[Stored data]

■ ■ ■

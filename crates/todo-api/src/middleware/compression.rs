//! Response compression layer.

use tower_http::compression::CompressionLayer;

/// Builds a gzip compression layer for JSON responses.
pub fn build_compression_layer() -> CompressionLayer {
    CompressionLayer::new().gzip(true)
}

■ ■ ■

#### Problem requirements
So that nothing is lost, please reproduce each entry exactly as written.

#### Response to this exercise
filename crates/todo-api/src/middleware/compression.rs
//! Response compression layer.

use tower_http::compression::CompressionLayer;

/// Builds a gzip compression layer for JSON responses.
pub fn build_compression_layer() -> CompressionLayer {
    CompressionLayer::new().gzip(true)
}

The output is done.